Après les cartes géographiques, Apple pourrait-elle couper les ponts avec Google sur son moteur de recherche ? C'est le scénario étudié par l'analyste de Bernstein, Toni Sacconaghi, qui suit de près l'actualité de la Pomme.
L'hypothèse avancée est qu'Apple ne fasse plus de Google le moteur de recherche par défaut de Safari. À la place, elle installerait son propre moteur de recherche et, pour ne pas partir de zéro, elle achèterait le service DuckDuckGo.
DuckDuckGo, né en 2008 et basé en Pennsylvanie, fait déjà partie des trois moteurs — avec Yahoo et Bing — que Safari propose dans ses réglages en alternative à celui de Google. Sa principale particularité est de refuser de collecter des données sur ses utilisateurs lorsqu'ils effectuent des recherches et de ne pas les pister. Une extension pour Safari ajoute une fonction de bloqueur de pubs.
Un positionnement pro-vie privée que le moteur affiche en ce moment un peu partout en France par de grands affichages publicitaires.
Cette politique de DuckDuckGo pourrait s'aligner avec celle plus générale d'Apple vis-à-vis de la gestion des données personnelles, fait valoir Toni Sacconaghi. En outre, le service n'est pas une grosse proie financièrement parlant. En 2011, DuckDuckGo a levé 3 millions de dollars de ses investisseurs et 10 millions de plus en 2018.
Cette société, qui compte moins de 100 employés, tire ses autres revenus de la publicité. Des annonces qui apparaissent en regard des résultats de recherche, comme chez Google, mais qui ne collent pas aux semelles de l'internaute au fil de ses déambulations ultérieures sur le web.
Dans sa note aux investisseurs, dont Barrons publie des extraits, Toni Sacconaghi liste ces avantages mais aussi des inconvénients à cette hypothétique opération.
Le contrat qui lie Apple à Google est estimé à quelques 7 ou 8 milliards de dollars annuels (aucune des deux sociétés n'a jamais communiqué de chiffre). Ce montant équivaut à 30 % des 25 milliards de dollars que Google générerait grâce à la publicité tirée des recherches effectuées via des produits d'Apple.

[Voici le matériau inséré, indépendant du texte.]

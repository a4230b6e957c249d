use std::path::Path;

use spotgrid_core::FileConfig;

pub fn run(fleet_id: &str, region: &str, output: Option<&Path>) -> anyhow::Result<()> {
    let rendered = FileConfig::scaffold(fleet_id, region).to_toml_string()?;

    match output {
        Some(path) => {
            if path.exists() {
                anyhow::bail!("{} already exists", path.display());
            }
            std::fs::write(path, rendered)?;
            println!("✓ Generated {}", path.display());
        }
        None => print!("{rendered}"),
    }
    Ok(())
}
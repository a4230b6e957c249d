pub mod cycle;
pub mod init;
pub mod validate;

use std::path::Path;

use anyhow::Context;
use spotgrid_core::{ConfigError, CycleSettings, FileConfig};

/// Read and validate a config file, printing every field error on failure.
pub fn load_settings(path: &Path) -> anyhow::Result<CycleSettings> {
    let config = FileConfig::from_file(path)
        .with_context(|| format!("failed to load {}", path.display()))?;

    match config.validate() {
        Ok(settings) => Ok(settings),
        Err(ConfigError::Invalid(errors)) => {
            for error in &errors {
                eprintln!("  {error}");
            }
            anyhow::bail!("{} invalid field(s) in {}", errors.len(), path.display())
        }
        Err(e) => Err(e.into()),
    }
}
impl CycleRunner {
    pub fn new(settings: CycleSettings, collaborators: Collaborators) -> Self {
        let fleet = FleetReconciler::new(collaborators.fleet.clone(), &settings.fleet_id);
        let pool = AgentPoolReconciler::new(
            collaborators.agents.clone(),
            collaborators.executions.clone(),
            settings.ownership.clone(),
            settings.teardown_concurrency,
        );
        Self {
            settings,
            collaborators,
            fleet,
            pool,
        }
    }

    pub fn settings(&self) -> &CycleSettings {
        &self.settings
    }

    /// Run one decision cycle as of `now_ms`.
    pub async fn run_cycle(&self, now_ms: u64) -> CycleReport {
        let mut report = CycleReport::new(&self.settings.fleet_id, now_ms);
        info!(fleet = %self.settings.fleet_id, "cycle started");

        let (mut telemetry, gather_status) = self.gather(now_ms).await;
        report.record(Phase::Gather, gather_status);

        let decision = self.decide(&telemetry, &mut report);

        // Terminate, modify, tag. The instance map loses retired instances
        // only once termination went through.
        match (&decision, telemetry.fleet.as_mut()) {
            (Some(decision), Some(fleet)) => {
                let plan = decision.terminations();
                let status = self.fleet.terminate_instances(&plan.instance_ids).await;
                if status.is_success() {
                    fleet.instances.retire(&plan.join_keys);
                }
                let terminate_failed = status.is_failure();
                report.record(Phase::Terminate, status);

                // A lowered target with the chosen instances still running
                // lets the provider pick which ones go, busy ones included.
                let status = if terminate_failed {
                    warn!(fleet = %self.settings.fleet_id, "termination failed; capacity left unchanged");
                    PhaseStatus::skipped("termination failed")
                } else {
                    self.fleet
                        .apply_capacity(decision.previous_capacity(), decision.new_capacity())
                        .await
                };
                report.record(Phase::ApplyCapacity, status);
            }
            _ => {
                report.record(Phase::Terminate, PhaseStatus::skipped("no scaling decision"));
                report.record(Phase::ApplyCapacity, PhaseStatus::skipped("no scaling decision"));
            }
        }

        let status = match &telemetry.fleet {
            Some(fleet) => {
                self.fleet
                    .tag_active_instances(&fleet.instances.instance_ids())
                    .await
            }
            None => PhaseStatus::skipped("fleet state unavailable"),
        };
        report.record(Phase::Tag, status);

        let status = match (&telemetry.fleet, &telemetry.agents) {
            (Some(fleet), Some(agents)) => match self.pool.reconcile(agents, &fleet.instances).await {
                Ok(summary) => {
                    let status = PhaseStatus::succeeded(format!(
                        "removed {} agent(s), aborted {} build(s), {} orphaned build(s), {} left for next cycle",
                        summary.removed.len(),
                        summary.aborted.len(),
                        summary.orphaned.len(),
                        summary.failed.len()
                    ));
                    report.teardown = Some(summary);
                    status
                }
                Err(e) => {
                    error!(error = %e, "could not list running builds; no agents removed");
                    PhaseStatus::failed(e.class(), e.to_string())
                }
            },
            (None, _) => PhaseStatus::skipped("fleet state unavailable"),
            (_, None) => PhaseStatus::skipped("agent list unavailable"),
        };
        report.record(Phase::ReconcileAgents, status);

        let status = if self.settings.terminate_fleet_when_idle {
            self.fleet
                .cancel_fleet_if_idle(self.collaborators.queue.as_ref())
                .await
        } else {
            PhaseStatus::skipped("fleet cancellation not requested")
        };
        report.record(Phase::CancelFleet, status);

        if report.has_failures() {
            warn!(
                fleet = %self.settings.fleet_id,
                failed = report.failures().count(),
                "cycle finished with failed phases"
            );
        } else {
            info!(fleet = %self.settings.fleet_id, "cycle finished");
        }
        report
    }

    async fn gather(&self, now_ms: u64) -> (Telemetry, PhaseStatus) {
        let mut gathered = Telemetry::default();
        let mut problems = Vec::new();
        let mut class = None;

        match telemetry::read_fleet(self.collaborators.fleet.as_ref(), &self.settings.fleet_id).await {
            Ok(state) => gathered.fleet = Some(state),
            Err(e) => {
                error!(fleet = %self.settings.fleet_id, error = %e, "could not read fleet state");
                class = class.or(Some(e.class()));
                problems.push(format!("fleet: {e}"));
            }
        }

        match telemetry::read_queue(self.collaborators.queue.as_ref(), now_ms).await {
            Ok(queue) => gathered.queue = Some(queue),
            Err(e) => {
                error!(error = %e, "could not read build queue");
                class = class.or(Some(e.class()));
                problems.push(format!("queue: {e}"));
            }
        }

        match self.collaborators.agents.list_agents().await {
            Ok(agents) => gathered.agents = Some(agents),
            Err(e) => {
                error!(error = %e, "could not list agents");
                class = class.or(Some(e.class()));
                problems.push(format!("agents: {e}"));
            }
        }

        if let Some(fleet) = gathered.fleet.as_mut()
            && let Some(agents) = &gathered.agents
        {
            gathered.fleet_agent_count = telemetry::classify_agents(&mut fleet.instances, agents);
        }

        let status = match class {
            Some(class) => PhaseStatus::failed(class, problems.join("; ")),
            None => {
                let fleet = gathered.fleet.as_ref();
                PhaseStatus::succeeded(format!(
                    "{} instance(s), {} queued, {} fleet agent(s)",
                    fleet.map_or(0, |f| f.instances.len()),
                    gathered.queue.as_ref().map_or(0, |q| q.queued),
                    gathered.fleet_agent_count
                ))
            }
        };
        (gathered, status)
    }

    fn decide(&self, telemetry: &Telemetry, report: &mut CycleReport) -> Option<ScalingDecision> {
        if !self.settings.thresholds.enabled {
            warn!(fleet = %self.settings.fleet_id, "autoscaling disabled");
            report.record(Phase::Decide, PhaseStatus::skipped("autoscaling disabled"));
            return None;
        }

        // Without the agent list every instance would look idle.
        let (Some(fleet), Some(queue), Some(_)) =
            (&telemetry.fleet, &telemetry.queue, &telemetry.agents)
        else {
            report.record(Phase::Decide, PhaseStatus::skipped("telemetry incomplete"));
            return None;
        };

        let input = DecisionInput {
            target_capacity: fleet.target_capacity,
            active_capacity: fleet.active_capacity,
            thresholds: &self.settings.thresholds,
            queue,
            instances: &fleet.instances,
            fleet_agent_count: telemetry.fleet_agent_count,
        };
        let registry = &self.collaborators.agents;
        let decision = decide(&input, |extra| registry.allows_new_agents(extra));

        let summary = DecisionSummary::from(&decision);
        info!(
            fleet = %self.settings.fleet_id,
            direction = ?summary.direction,
            reason = ?summary.reason,
            from = summary.previous_capacity,
            to = summary.new_capacity,
            "scaling decision"
        );
        report.record(
            Phase::Decide,
            PhaseStatus::succeeded(format!(
                "{:?}: {} -> {}",
                summary.reason, summary.previous_capacity, summary.new_capacity
            )),
        );
        report.decision = Some(summary);
        Some(decision)
    }
}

Google paierait cette somme en partie pour empêcher un autre acteur — Microsoft et son moteur Bing — d'occuper cette place de choix dans Safari. Rappelons au passage qu'à l'automne 2019, Google a remplacé Bing pour les réponses fournies à certaines requêtes de Siri. Apple avait présenté ce changement par une volonté d'homogénéiser les résultats fournis depuis Siri et Safari.
Google pourrait néanmoins décider de se passer de ce placement par défaut pour économiser cet énorme chèque qu'il signe tous les ans à Cupertino. Son calcul étant qu'une proportion majoritaire des utilisateurs — de l'ordre de 70 % d'entre eux — continueraient de toute façon à aller sur Google.com pour ses recherches, même si cela implique un peu plus de gymnastique. En résumé, ce que Google perdrait éventuellement en visites il le compenserait en ne payant plus sa « taxe Apple ».
N'ayant plus Google, Apple pourrait monnayer cette place dans Safari mais le choix des prétendants se résume à Microsoft. D'où la suggestion d'une acquisition de DuckDuckGo afin qu'Apple suive sa propre voie, sans plus dépendre d'un autre acteur.
Toni Sacconaghi estime qu'Apple pourrait emporter DuckDuckGo pour moins d'un milliard de dollars, une paille pour la Pomme. Une telle acquisition ne permettrait probablement jamais de retrouver les revenus obtenus de Google, admet l'analyste : « Néanmoins, Apple serait probablement mieux loti que dans le pire des scénarios où il n'y aurait pas de plan B, si Google ou Microsoft (ou les deux) se retirent du processus de négociation ».
Dans la colonne des points négatifs liés à une telle annonce d'acquisition, Sacconaghi inscrit aussi l'intérêt que des autorités de régulation pourraient porter aux termes exacts du contrat qui lient Google à Apple. Ensuite, si l'opération venait à être bloquée par des régulateurs, Apple se retrouverait en position de faiblesse face à Google et Microsoft. Enfin, DuckDuckGo ajoutant au pot de ses résultats globaux ceux provenant de Bing, là encore, il faudrait pour Apple trouver un moyen de supprimer cette dépendance.
Quoi que réserve l'avenir — depuis la naissance douloureuse de Plans, Apple sait mieux que personne qu'un décrochage abrupte des services de Google ne doit pas se faire à la légère — DuckDuckGo et Apple continuent de se suivre. Fin mai, le moteur de recherche a annoncé qu'il intégrait plus profondément les cartes de Plans à sa présentation de résultats après des recherches sur des lieux.